# how common is this fir figure ?



## phinds (Dec 24, 2012)

This is a piece of old growth Douglas fir sent to me (well, the pics were) by a correspondent to my site. I've seen it before but only very rarely. It's a wavy-grain figure that results in a flat cut face grain that may be called quilted, although it way different than, say, quilted hard maple.

I'm wondering if any of you sawyers who deal with doug-fir have seen this before and can give me some idea, is it as rare as I think or have I just not run across it much?

Thanks,

Paul


[attachment=15123]


----------



## Kevin (Dec 24, 2012)

Some member recently posted a project that had similar looking wood. I doubt it's very common. Sure is pretty.


----------



## Mike1950 (Dec 24, 2012)

Kevin said:


> Some member recently posted a project that had similar looking wood. I doubt it's very common. Sure is pretty.

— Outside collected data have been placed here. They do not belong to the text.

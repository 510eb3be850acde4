//! local file transport: cloning a repository by copying its object
//! store and refs onto a fresh working directory.

use std::fs;
use std::path::Path;

use crate::error::{IoResultExt, Result};
use crate::refs::{self, Head};
use crate::repo::Repo;

/// clone `src` into a freshly initialized repository at `dst_path`,
/// copying every object and ref, then checking out HEAD.
pub fn clone_local(src: &Repo, dst_path: &Path) -> Result<Repo> {
    let dst = Repo::init(dst_path)?;

    let stats = copy_objects(src, &dst)?;
    log::debug!(
        "clone: copied {} objects ({} hardlinked, {} skipped)",
        stats.copied + stats.hardlinked,
        stats.hardlinked,
        stats.skipped
    );
    copy_refs(src, &dst)?;

    match refs::read_head(src)? {
        Head::Attached(branch) if refs::branch_exists(&dst, &branch) => {
            refs::write_head_branch(&dst, &branch)?
        }
        Head::Attached(_) => {}
        Head::Detached(id) => refs::write_head_detached(&dst, &id)?,
    }

    if let Ok(commit_id) = refs::head_commit(&dst) {
        let commit = crate::object::read_commit(&dst, &commit_id)?;
        let tree = crate::object::read_tree(&dst, &commit.tree)?;
        crate::ops::materialize_tree(&dst, &tree)?;
        crate::index::write_index(&dst, &tree)?;
    }

    Ok(dst)
}

/// copy every object file from `src`'s store into `dst`'s, hardlinking
/// where possible and falling back to a byte copy across filesystems.
fn copy_objects(src: &Repo, dst: &Repo) -> Result<TransferStats> {
    let mut stats = TransferStats::default();

    let objects_dir = src.objects_path();
    if !objects_dir.exists() {
        return Ok(stats);
    }

    fs::create_dir_all(dst.objects_path()).with_path(&dst.objects_path())?;

    for entry in fs::read_dir(&objects_dir).with_path(&objects_dir)? {
        let entry = entry.with_path(&objects_dir)?;
        if !entry.file_type().with_path(&objects_dir)?.is_file() {
            continue;
        }

        let name = entry.file_name();
        let dst_path = dst.objects_path().join(&name);

        if dst_path.exists() {
            stats.skipped += 1;
            continue;
        }

        if fs::hard_link(entry.path(), &dst_path).is_ok() {
            stats.hardlinked += 1;
        } else {
            let content = fs::read(entry.path()).with_path(entry.path())?;
            stats.bytes_transferred += content.len() as u64;
            fs::write(&dst_path, &content).with_path(&dst_path)?;
            stats.copied += 1;
        }
    }

    Ok(stats)
}

/// copy every branch, tag and stash entry from `src` into `dst`.
fn copy_refs(src: &Repo, dst: &Repo) -> Result<()> {
    for name in refs::list_branches(src)? {
        let id = refs::branch_commit(src, &name)?;
        refs::write_branch(dst, &name, &id)?;
    }

    for name in refs::list_tags(src)? {
        let id = refs::tag_object_id(src, &name)?;
        let path = refs::tag_path(dst, &name);
        if let Some(parent) = path.parent() {
            fs::create_dir_all(parent).with_path(parent)?;
        }
        fs::write(&path, format!("{}\n", id)).with_path(&path)?;
    }

    let stash = refs::read_stash(src)?;
    if !stash.is_empty() {
        refs::write_stash(dst, &stash)?;
    }

    Ok(())
}

/// counters describing an object-copy pass, surfaced to the caller for
/// logging.
#[derive(Debug, Default, Clone)]
pub struct TransferStats {
    pub copied: usize,
    pub hardlinked: usize,
    pub skipped: usize,
    pub bytes_transferred: u64,
}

I ran a planer for a few years in a sawmill- never saw it. timber was from inland Doug fir so maybe in the coastal giants is where that beautiful figure resides...........


----------



## myingling (Dec 24, 2012)

I got small block wood like this is nice stuff


----------



## rtriplett (Dec 24, 2012)

See NorCal wood monger's post from yesterday. He showed a piece like that. I have used some for boxes. It seems to be from huge coastal trees- at the bottom of the tree. I think the old stumps left by past logging are the source of this wood. It wasn't nice straight grain wood for building. I have a 2" x 7" x 5' piece on my workbench to cut up, but it has a lot of cracks through it.
Robert


----------



## phinds (Dec 24, 2012)

Hm ... I wonder if perhaps this wavy grain results in the really big old-growth trees from the weight of the tree pushing down on the lower part and causing it to compress slightly near the base. Seems likely.


----------



## Kevin (Dec 24, 2012)

triplett is right that's the pic I remember. This thread.


----------



## DKMD (Dec 24, 2012)

That lower pic is the exact same piece of wood and same photo as the other post... Cool looking stuff! The compression curl idea makes sense to me.


----------



## phinds (Dec 24, 2012)

Kevin said:


> triplett is right that's the pic I remember. This thread.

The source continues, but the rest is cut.